Forest Labs v. IVAX (TEVA) and CIPLA (Fed. Cir. 2007). (Read Part I of this case analysis)
(J.Lourie) IVAX’s infringement began when it filed an abbreviated new drug application (ANDA) with the FDA for approval to manufacture a generic version of Forest Lab’s blockbuster antidepressant Lexapro. Under 35 USC 271(e)(2), the mere submission of the ANDA is considered an “act of infringement.”
At the conclusion of the case, the district court issued an injunction ordering IVAX to refrain from making or using “any products” that infringe Forest’s patent. CIPLA, IVAX’s planned distributor, was also included in the injunction.
IVAX and CIPLA both appealed the injunctions.
Overbroad Injunction: An injunction may only extend to adjudicated products (or methods) and those “not more than colorably different.” In this case, the CAFC found that the injunction language was overbroad because it applied to “any products” that infringe the patent. The court consequently modified the injunction to specifically focus on the products at issue. (Note: Under 271(e)(4), the court may issue injunctive relief to prevent the future manufacture and sale of the infringing product).
Injunction against CIPLA for Potential Contributory Infringement: IVAX is a direct infringer based on its ANDA submission. CIPLA, on the other hand, made no such submission and is not a direct infringer.

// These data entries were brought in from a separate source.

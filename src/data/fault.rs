//! Error type for failures captured into a value.

use std::any::Any;

/// A failure captured by [`Outcome::catching`](super::Outcome::catching)
/// or converted from a foreign error.
///
/// # Examples
///
/// ```rust
/// use endofunk::data::Fault;
///
/// let fault = Fault::new("disk full");
/// assert_eq!(format!("{fault}"), "fault: disk full");
/// ```
#[derive(Debug, Clone, PartialEq, Eq, Hash)]
#[cfg_attr(feature = "serde", derive(serde::Serialize, serde::Deserialize))]
pub struct Fault {
    /// Human readable description of what went wrong.
    pub message: String,
}

impl Fault {
    /// Creates a fault with the given message.
    pub fn new(message: impl Into<String>) -> Self {
        Self {
            message: message.into(),
        }
    }

    /// Captures the `Display` text of any error.
    pub fn from_error<E>(error: &E) -> Self
    where
        E: std::error::Error + ?Sized,
    {
        Self::new(error.to_string())
    }

    /// Builds a fault from a panic payload as returned by
    /// [`std::panic::catch_unwind`].
    ///
    /// `panic!` payloads are either `&'static str` or `String`; anything
    /// else is reported as an unknown panic.
    pub fn from_panic(payload: &(dyn Any + Send)) -> Self {
        if let Some(message) = payload.downcast_ref::<&'static str>() {
            Self::new(*message)
        } else if let Some(message) = payload.downcast_ref::<String>() {
            Self::new(message.clone())
        } else {
            Self::new("unknown panic")
        }
    }
}

impl std::fmt::Display for Fault {
    fn fmt(&self, formatter: &mut std::fmt::Formatter<'_>) -> std::fmt::Result {
        write!(formatter, "fault: {}", self.message)
    }
}

impl std::error::Error for Fault {}

#[cfg(test)]
mod tests {
    use super::*;

    #[test]
    fn fault_display() {
        assert_eq!(Fault::new("boom").to_string(), "fault: boom");
    }

    #[test]
    fn fault_from_error_uses_display_text() {
        let error = "x".parse::<i32>().unwrap_err();
        assert_eq!(Fault::from_error(&error).message, error.to_string());
    }

    #[test]
    fn fault_from_str_payload() {
        let payload: Box<dyn Any + Send> = Box::new("static message");
        assert_eq!(Fault::from_panic(payload.as_ref()).message, "static message");
    }

    #[test]
    fn fault_from_string_payload() {
        let payload: Box<dyn Any + Send> = Box::new(String::from("owned message"));
        assert_eq!(Fault::from_panic(payload.as_ref()).message, "owned message");
    }

    #[test]
    fn fault_from_unknown_payload() {
        let payload: Box<dyn Any + Send> = Box::new(42_u8);
        assert_eq!(Fault::from_panic(payload.as_ref()).message, "unknown panic");
    }
}
//! Field validators and the registration pipeline.
//!
//! Validators that depend on the [`Policy`] return
//! `Reader<Policy, Checked<T>>`; the rest return `Checked<T>` directly.
//! [`validate`] combines them so that every broken field is reported, and
//! [`register`] runs the whole pipeline from a JSON body to an account.

use std::fmt;

use endofunk::data::{Outcome, Reader, Validation};
use endofunk::lift_a;
use endofunk::typeclass::Monad;

use crate::error::{FieldError, SignupError};
use crate::input::{SignupRequest, parse_request};
use crate::policy::Policy;

/// A validation whose failures are field errors.
pub type Checked<T> = Validation<T, Vec<FieldError>>;

/// A validated, normalized username.
#[derive(Clone, Debug, PartialEq, Eq)]
pub struct Username(String);

impl Username {
    pub fn as_str(&self) -> &str {
        &self.0
    }
}

/// An email address containing exactly one `@` with text on both sides.
#[derive(Clone, Debug, PartialEq, Eq)]
pub struct Email(String);

impl Email {
    pub fn as_str(&self) -> &str {
        &self.0
    }
}

/// A password that met the policy. Never printed.
#[derive(Clone, PartialEq, Eq)]
pub struct Password(String);

impl Password {
    pub fn len(&self) -> usize {
        self.0.chars().count()
    }

    pub fn is_empty(&self) -> bool {
        self.0.is_empty()
    }
}

impl fmt::Debug for Password {
    fn fmt(&self, formatter: &mut fmt::Formatter<'_>) -> fmt::Result {
        formatter.write_str("Password(****)")
    }
}

/// A registered account.
#[derive(Clone, Debug, PartialEq, Eq)]
pub struct Account {
    pub username: Username,
    pub email: Email,
    pub password: Password,
    pub age: i64,
}

impl Account {
    fn new(username: Username, email: Email, password: Password, age: i64) -> Self {
        Self {
            username,
            email,
            password,
            age,
        }
    }
}

// =============================================================================
// Field validators
// =============================================================================

/// Trims, lowercases, and checks the username against the policy.
pub fn validate_username(raw: String) -> Reader<Policy, Checked<Username>> {
    Reader::asks(move |policy: Policy| {
        let name = raw.trim().to_lowercase();
        if name.is_empty() {
            Validation::fail(FieldError::new("username", "must not be empty"))
        } else if name.chars().count() > policy.maximum_username_length {
            Validation::fail(FieldError::new(
                "username",
                format!("must not be more than {} chars", policy.maximum_username_length),
            ))
        } else if !name
            .chars()
            .all(|character| character.is_ascii_alphanumeric() || character == '_')
        {
            Validation::fail(FieldError::new(
                "username",
                "may only contain letters, digits and '_'",
            ))
        } else if policy.is_reserved(&name) {
            Validation::fail(FieldError::new("username", format!("'{name}' is reserved")))
        } else {
            Validation::Valid(Username(name))
        }
    })
}

/// Checks the shape of an email address. Needs no policy.
pub fn validate_email(raw: &str) -> Checked<Email> {
    let trimmed = raw.trim();
    match trimmed.split_once('@') {
        Some((local, domain))
            if !local.is_empty() && !domain.is_empty() && !domain.contains('@') =>
        {
            Validation::Valid(Email(trimmed.to_string()))
        }
        _ => Validation::fail(FieldError::new(
            "email",
            format!("'{trimmed}' is not an email address"),
        )),
    }
}

/// Checks password length, then that it is not just the username.
pub fn validate_password(raw: String) -> Reader<Policy, Checked<Password>> {
    Reader::asks(move |policy: Policy| {
        Validation::ensure(
            Password(raw.clone()),
            |password| password.len() >= policy.minimum_password_length,
            FieldError::new(
                "password",
                format!("must be at least {} chars", policy.minimum_password_length),
            ),
        )
        .flat_map(|password| {
            Validation::ensure(
                password,
                |password| !password.0.chars().all(|character| character.is_ascii_digit()),
                FieldError::new("password", "must not be only digits"),
            )
        })
    })
}

/// Checks the age against the policy minimum.
pub fn validate_age(age: i64) -> Reader<Policy, Checked<i64>> {
    Reader::asks(move |policy: Policy| {
        if age < 0 {
            Validation::fail(FieldError::new("age", "must not be negative"))
        } else {
            Validation::ensure(
                age,
                |age| *age >= policy.minimum_age,
                FieldError::new("age", format!("must be at least {}", policy.minimum_age)),
            )
        }
    })
}

// =============================================================================
// Pipeline
// =============================================================================

/// Validates every field of `request`, collecting all failures.
pub fn validate(request: SignupRequest) -> Reader<Policy, Checked<Account>> {
    let email = validate_email(&request.email);
    validate_username(request.username).map3(
        validate_password(request.password),
        validate_age(request.age),
        move |username, password, age| {
            lift_a!(Account::new; username, email.clone(), password, age)
        },
    )
}

/// Parses `body`, validates it under `policy`, and returns the new account.
///
/// # Examples
///
/// ```
/// use signup_sample::{Policy, SignupError, register};
///
/// let body = r#"{"username":"Ada_L","email":"ada@example.com","password":"analytical","age":36}"#;
/// let account = register(body, &Policy::default()).success().unwrap();
/// assert_eq!(account.username.as_str(), "ada_l");
///
/// let body = r#"{"username":"admin","email":"nope","password":"123","age":12}"#;
/// let error = register(body, &Policy::default()).failure().unwrap();
/// assert_eq!(error.fields().len(), 4);
/// ```
pub fn register(body: &str, policy: &Policy) -> Outcome<Account, SignupError> {
    let outcome = parse_request(body).flat_map(|request| {
        tracing::debug!(username = %request.username, "validating signup");
        Outcome::from(
            validate(request)
                .run(policy.clone())
                .into_result()
                .map_err(SignupError::Rejected),
        )
    });

    match &outcome {
        Outcome::Success(account) => {
            tracing::info!(username = account.username.as_str(), "account registered");
        }
        Outcome::Failure(SignupError::Malformed(reason)) => {
            tracing::warn!(%reason, "malformed signup request");
        }
        Outcome::Failure(SignupError::Rejected(errors)) => {
            tracing::warn!(rejected = errors.len(), "signup rejected");
        }
    }

    outcome
}

#[cfg(test)]
mod tests {
    use super::*;
    use rstest::rstest;

    #[rstest]
    #[case("  Ada_L ", Validation::Valid(Username("ada_l".to_string())))]
    #[case("", Validation::fail(FieldError::new("username", "must not be empty")))]
    #[case("Root", Validation::fail(FieldError::new("username", "'root' is reserved")))]
    fn validate_username_normalizes_and_checks(
        #[case] raw: &str,
        #[case] expected: Checked<Username>,
    ) {
        assert_eq!(validate_username(raw.to_string()).run(Policy::default()), expected);
    }

    #[rstest]
    #[case("ada@example.com", true)]
    #[case("ada@", false)]
    #[case("@example.com", false)]
    #[case("a@b@c", false)]
    fn validate_email_checks_shape(#[case] raw: &str, #[case] valid: bool) {
        assert_eq!(validate_email(raw).is_valid(), valid);
    }

    #[rstest]
    fn validate_password_stops_after_length_failure() {
        let result = validate_password("123".to_string()).run(Policy::default());

        assert_eq!(
            result.invalid(),
            Some(vec![FieldError::new("password", "must be at least 10 chars")])
        );
    }

    #[rstest]
    fn validate_password_rejects_digits_only() {
        let result = validate_password("1234567890".to_string()).run(Policy::default());

        assert_eq!(
            result.invalid(),
            Some(vec![FieldError::new("password", "must not be only digits")])
        );
    }

    #[rstest]
    fn password_debug_is_redacted() {
        assert_eq!(format!("{:?}", Password("secret".to_string())), "Password(****)");
    }
}
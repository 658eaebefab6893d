//! Type class traits for functional programming abstractions.
//!
//! - [`Functor`]: Mapping over container values
//! - [`Applicative`]: Lifting values and combining independent contexts
//! - [`Monad`]: Sequencing dependent computations
//! - [`Semigroup`]: Associative combination, used to accumulate errors
//! - [`Bifunctor`]: Mapping over both sides of a two-case container
//!
//! ## Higher-Kinded Types Emulation
//!
//! Rust has no native higher-kinded types. [`TypeConstructor`] uses a
//! generic associated type so that `Functor`, `Applicative` and `Monad` can
//! name "the same container holding a different type".
//!
//! # Examples
//!
//! ```rust
//! use endofunk::data::{Maybe, Validation};
//! use endofunk::typeclass::{Applicative, Functor, Monad};
//!
//! let doubled = Maybe::Just(21).fmap(|n| n * 2);
//! assert_eq!(doubled, Maybe::Just(42));
//!
//! let chained = Maybe::Just(4).flat_map(|n| if n > 0 { Maybe::Just(n) } else { Maybe::Nothing });
//! assert_eq!(chained, Maybe::Just(4));
//!
//! let both: Validation<(i32, i32), Vec<&str>> =
//!     Validation::fail("left").product(Validation::fail("right"));
//! assert_eq!(both, Validation::Invalid(vec!["left", "right"]));
//! ```

mod applicative;
mod bifunctor;
mod functor;
mod higher;
mod monad;
mod semigroup;

pub use applicative::Applicative;
pub use bifunctor::Bifunctor;
pub use functor::Functor;
pub use higher::TypeConstructor;
pub use monad::Monad;
pub use semigroup::Semigroup;
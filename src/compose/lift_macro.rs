//! Lifting macros for plain functions.
//!
//! [`lift_a!`](crate::lift_a) and [`lift_m!`](crate::lift_m) take an
//! ordinary N-argument function and N containers, and return one container
//! holding the function's result. They differ in how failures propagate:
//!
//! - `lift_a!` pairs the arguments with `Applicative::product`, so every
//!   argument is inspected and `Validation` reports all of their errors.
//! - `lift_m!` nests `Monad::flat_map`, so it stops at the first failed
//!   argument and later arguments are never examined.
//!
//! Both work for any type implementing the traits. `Reader` has its own
//! inherent `map2` / `map3` instead.

/// Lifts an N-argument function over N applicative values.
///
/// `lift_a!(f; a, b, c)` expands to
/// `a.product(b).product(c).fmap(|((x, y), z)| f(x, y, z))`.
///
/// # Syntax
///
/// - `lift_a!(f; a)` - `a.fmap(f)`
/// - `lift_a!(f; a, b, ...)` - any number of further arguments
///
/// # Examples
///
/// ```rust
/// use endofunk::data::Validation;
/// use endofunk::lift_a;
///
/// let name: Validation<&str, Vec<&str>> = Validation::fail("name missing");
/// let age: Validation<u8, Vec<&str>> = Validation::Valid(40);
/// let email: Validation<&str, Vec<&str>> = Validation::fail("email missing");
///
/// let user = lift_a!(|n, a, e| (n, a, e); name, age, email);
/// assert_eq!(user, Validation::Invalid(vec!["name missing", "email missing"]));
/// ```
///
/// ```rust
/// use endofunk::data::Maybe;
/// use endofunk::lift_a;
///
/// fn volume(width: u32, height: u32, depth: u32) -> u32 {
///     width * height * depth
/// }
///
/// assert_eq!(lift_a!(volume; Maybe::Just(2), Maybe::Just(3), Maybe::Just(4)), Maybe::Just(24));
/// ```
#[macro_export]
macro_rules! lift_a {
    (@product $function:expr; [$combined:expr] [$($pattern:tt)*] [$($argument:ident)*];) => {
        $crate::typeclass::Functor::fmap($combined, |$($pattern)*| ($function)($($argument),*))
    };

    (
        @product $function:expr;
        [$combined:expr] [$($pattern:tt)*] [$($argument:ident)*];
        $next:expr $(, $rest:expr)*
    ) => {
        $crate::lift_a!(
            @product $function;
            [$crate::typeclass::Applicative::product($combined, $next)]
            [($($pattern)*, value)]
            [$($argument)* value];
            $($rest),*
        )
    };

    ($function:expr; $first:expr $(,)?) => {
        $crate::typeclass::Functor::fmap($first, $function)
    };

    ($function:expr; $first:expr, $($rest:expr),+ $(,)?) => {
        $crate::lift_a!(@product $function; [$first] [value] [value]; $($rest),+)
    };
}

/// Lifts an N-argument function over N monadic values.
///
/// `lift_m!(f; a, b, c)` expands to
/// `a.flat_map(|x| b.flat_map(|y| c.fmap(|z| f(x, y, z))))`. Evaluation
/// stops at the first failure, and the containers after it are never
/// inspected.
///
/// # Syntax
///
/// - `lift_m!(f; a)` - `a.fmap(f)`
/// - `lift_m!(f; a, b, ...)` - any number of further arguments
///
/// # Examples
///
/// ```rust
/// use endofunk::data::Validation;
/// use endofunk::lift_m;
///
/// let name: Validation<&str, Vec<&str>> = Validation::fail("name missing");
/// let email: Validation<&str, Vec<&str>> = Validation::fail("email missing");
///
/// let user = lift_m!(|n, e| (n, e); name, email);
/// assert_eq!(user, Validation::Invalid(vec!["name missing"]));
/// ```
///
/// ```rust
/// use endofunk::data::Outcome;
/// use endofunk::lift_m;
///
/// let total = lift_m!(
///     |a: i32, b: i32, c: i32| a + b + c;
///     Outcome::<i32, String>::Success(1),
///     Outcome::Success(2),
///     Outcome::Success(3)
/// );
/// assert_eq!(total, Outcome::Success(6));
/// ```
#[macro_export]
macro_rules! lift_m {
    (@bind $function:expr; [$($argument:ident)*]; $last:expr) => {
        $crate::typeclass::Functor::fmap($last, move |value| ($function)($($argument,)* value))
    };

    (@bind $function:expr; [$($argument:ident)*]; $next:expr, $($rest:expr),+) => {
        $crate::typeclass::Monad::flat_map($next, move |value| {
            $crate::lift_m!(@bind $function; [$($argument)* value]; $($rest),+)
        })
    };

    ($function:expr; $first:expr $(,)?) => {
        $crate::typeclass::Functor::fmap($first, $function)
    };

    ($function:expr; $first:expr, $($rest:expr),+ $(,)?) => {
        $crate::lift_m!(@bind $function; []; $first, $($rest),+)
    };
}
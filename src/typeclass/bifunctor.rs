//! Bifunctor type class - mapping over the failure and the success side.
//!
//! The two-case containers ([`Either`](crate::data::Either),
//! [`Outcome`](crate::data::Outcome), [`Validation`](crate::data::Validation))
//! carry a value on each side. `Functor::fmap` only reaches the success side;
//! `Bifunctor` reaches both.
//!
//! Parameter order is always failure first, success second, so for
//! `Outcome<T, E>` the implementation is `Bifunctor<E, T>` and `second`
//! coincides with `Functor::fmap`.
//!
//! # Laws
//!
//! ```text
//! bf.bimap(|x| x, |y| y) == bf
//! bf.bimap(|x| f2(f1(x)), |y| g2(g1(y))) == bf.bimap(f1, g1).bimap(f2, g2)
//! bf.bimap(f, g) == bf.first(f).second(g)
//! ```
//!
//! # Examples
//!
//! ```rust
//! use endofunk::data::Validation;
//! use endofunk::typeclass::Bifunctor;
//!
//! let invalid: Validation<i32, Vec<&str>> = Validation::Invalid(vec!["a", "b"]);
//! assert_eq!(invalid.first(|errors| errors.len()), Validation::Invalid(2));
//! ```

/// A type class for two-parameter types that can be mapped on both sides.
pub trait Bifunctor<A, B> {
    /// The same type constructor applied to new parameters.
    ///
    /// For `Either<L, R>`, `Target<C, D> = Either<C, D>`; for `Outcome<T, E>`,
    /// `Target<C, D> = Outcome<D, C>`.
    type Target<C, D>;

    /// Applies one function to each side, whichever is present.
    fn bimap<C, D, F, G>(self, first_function: F, second_function: G) -> Self::Target<C, D>
    where
        F: FnOnce(A) -> C,
        G: FnOnce(B) -> D;

    /// Applies a function to the failure side only.
    #[inline]
    fn first<C, F>(self, function: F) -> Self::Target<C, B>
    where
        F: FnOnce(A) -> C,
        Self: Sized,
    {
        self.bimap(function, |b| b)
    }

    /// Applies a function to the success side only.
    #[inline]
    fn second<D, G>(self, function: G) -> Self::Target<A, D>
    where
        G: FnOnce(B) -> D,
        Self: Sized,
    {
        self.bimap(|a| a, function)
    }
}
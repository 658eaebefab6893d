//! Error types for the signup workflow.

use thiserror::Error;

/// A single rejected field.
///
/// # Examples
///
/// ```
/// use signup_sample::FieldError;
///
/// let error = FieldError::new("email", "must contain '@'");
/// assert_eq!(error.to_string(), "email: must contain '@'");
/// ```
#[derive(Clone, Debug, PartialEq, Eq, Error)]
#[error("{field}: {message}")]
pub struct FieldError {
    /// Name of the offending field
    pub field: String,
    /// What is wrong with it
    pub message: String,
}

impl FieldError {
    /// Creates a new `FieldError`.
    #[must_use]
    pub fn new(field: &str, message: impl Into<String>) -> Self {
        Self {
            field: field.to_string(),
            message: message.into(),
        }
    }
}

/// Why a signup did not produce an account.
#[derive(Clone, Debug, PartialEq, Eq, Error)]
pub enum SignupError {
    /// The request body was not a valid signup document.
    #[error("malformed request: {0}")]
    Malformed(String),
    /// The request parsed but one or more fields were rejected.
    #[error("{} field(s) rejected", .0.len())]
    Rejected(Vec<FieldError>),
}

impl SignupError {
    /// The rejected fields, empty for a malformed request.
    #[must_use]
    pub fn fields(&self) -> &[FieldError] {
        match self {
            Self::Malformed(_) => &[],
            Self::Rejected(errors) => errors,
        }
    }
}
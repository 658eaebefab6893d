//! Identity type - a container that adds no behavior.
//!
//! `Identity<A>` wraps exactly one value. Mapping applies the function,
//! `flat_map` applies it and unwraps the result, and nothing can fail. It is
//! the simplest model of the type class laws and the neutral element when
//! writing code generic over a monad.

use std::fmt;

use crate::typeclass::{Applicative, Functor, Monad, TypeConstructor};

/// Wraps a single value without adding any effect.
///
/// # Examples
///
/// ```rust
/// use endofunk::data::Identity;
/// use endofunk::typeclass::Monad;
///
/// let wrapped = Identity::new(20).flat_map(|n| Identity::new(n + 1));
/// assert_eq!(wrapped.fold(|n| n * 2), 42);
/// ```
#[derive(Debug, Clone, Copy, PartialEq, Eq, PartialOrd, Ord, Hash, Default)]
#[cfg_attr(feature = "serde", derive(serde::Serialize, serde::Deserialize))]
pub struct Identity<A>(pub A);

impl<A> Identity<A> {
    /// Wraps `value`.
    #[inline]
    pub const fn new(value: A) -> Self {
        Self(value)
    }

    /// Unwraps the value.
    #[inline]
    pub fn into_inner(self) -> A {
        self.0
    }

    /// Returns a reference to the value.
    #[inline]
    pub const fn as_inner(&self) -> &A {
        &self.0
    }

    /// Returns a mutable reference to the value.
    ///
    /// # Examples
    ///
    /// ```rust
    /// use endofunk::data::Identity;
    ///
    /// let mut counter = Identity::new(1);
    /// *counter.as_inner_mut() += 1;
    /// assert_eq!(counter, Identity::new(2));
    /// ```
    #[inline]
    pub const fn as_inner_mut(&mut self) -> &mut A {
        &mut self.0
    }

    /// Borrows the value, turning `&Identity<A>` into `Identity<&A>`.
    #[inline]
    pub const fn as_ref(&self) -> Identity<&A> {
        Identity(&self.0)
    }

    /// Applies `function` to the value and returns its result unwrapped.
    #[inline]
    pub fn fold<T, F>(self, function: F) -> T
    where
        F: FnOnce(A) -> T,
    {
        function(self.0)
    }

    /// Hands the value to `function` for its side effect.
    #[inline]
    pub fn match_with<F>(self, function: F)
    where
        F: FnOnce(A),
    {
        function(self.0);
    }
}

impl<A> Identity<Identity<A>> {
    /// Removes one level of nesting.
    #[inline]
    pub fn flatten(self) -> Identity<A> {
        self.0
    }
}

impl<A> TypeConstructor for Identity<A> {
    type Inner = A;
    type WithType<B> = Identity<B>;
}

impl<A> Functor for Identity<A> {
    #[inline]
    fn fmap<B, F>(self, function: F) -> Identity<B>
    where
        F: FnOnce(A) -> B,
    {
        Identity(function(self.0))
    }
}

impl<A> Applicative for Identity<A> {
    #[inline]
    fn pure<B>(value: B) -> Identity<B> {
        Identity(value)
    }

    #[inline]
    fn map2<B, C, F>(self, other: Identity<B>, function: F) -> Identity<C>
    where
        F: FnOnce(A, B) -> C,
    {
        Identity(function(self.0, other.0))
    }

    #[inline]
    fn map3<B, C, D, F>(self, second: Identity<B>, third: Identity<C>, function: F) -> Identity<D>
    where
        F: FnOnce(A, B, C) -> D,
    {
        Identity(function(self.0, second.0, third.0))
    }
}

impl<A> Monad for Identity<A> {
    #[inline]
    fn flat_map<B, F>(self, function: F) -> Identity<B>
    where
        F: FnOnce(A) -> Identity<B>,
    {
        function(self.0)
    }
}

impl<A: fmt::Display> fmt::Display for Identity<A> {
    fn fmt(&self, formatter: &mut fmt::Formatter<'_>) -> fmt::Result {
        write!(formatter, "Identity({})", self.0)
    }
}

impl<A> From<A> for Identity<A> {
    fn from(value: A) -> Self {
        Self::new(value)
    }
}
//! Lifting and composition over the type classes.
//!
//! - [`lift_a!`]: apply an N-argument function to N applicative values,
//!   inspecting all of them
//! - [`lift_m!`]: the same through `flat_map`, stopping at the first failure
//! - [`kleisli`]: compose two functions of the form `A -> M<B>`
//! - [`lifted_flat_map`]: turn `A -> M<B>` into `M<A> -> M<B>`
//!
//! # Examples
//!
//! ```
//! use endofunk::data::Validation;
//! use endofunk::{lift_a, lift_m};
//!
//! fn check(field: &'static str, value: i32) -> Validation<i32, Vec<&'static str>> {
//!     Validation::ensure(value, |v| *v >= 0, field)
//! }
//!
//! let accumulated = lift_a!(|x, y, z| x + y + z; check("x", -1), check("y", 2), check("z", -3));
//! assert_eq!(accumulated, Validation::Invalid(vec!["x", "z"]));
//!
//! let first_only = lift_m!(|x, y, z| x + y + z; check("x", -1), check("y", 2), check("z", -3));
//! assert_eq!(first_only, Validation::Invalid(vec!["x"]));
//! ```
//!
//! # Laws
//!
//! Kleisli composition is associative, with `pure` as its identity:
//!
//! ```text
//! kleisli(kleisli(f, g), h) == kleisli(f, kleisli(g, h))
//! kleisli(pure, f) == f == kleisli(f, pure)
//! ```

mod kleisli;
mod lift_macro;

pub use kleisli::{kleisli, lifted_flat_map};

pub use crate::lift_a;
pub use crate::lift_m;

Likewise, CIPLA is not a contributory infringer based on the ANDA submission. As the majority noted – “Ivax is not currently liable for infringement, as long as it is only pursuing FDA approval.”
Despite any current infringement, the Appellate Panel found that it is proper to issue an injunction to prevent potential future contributory infringement.
“[If the drug were sold] CIPLA would be contributing to the infringement by IVAX, so the injunction should cover both partners.”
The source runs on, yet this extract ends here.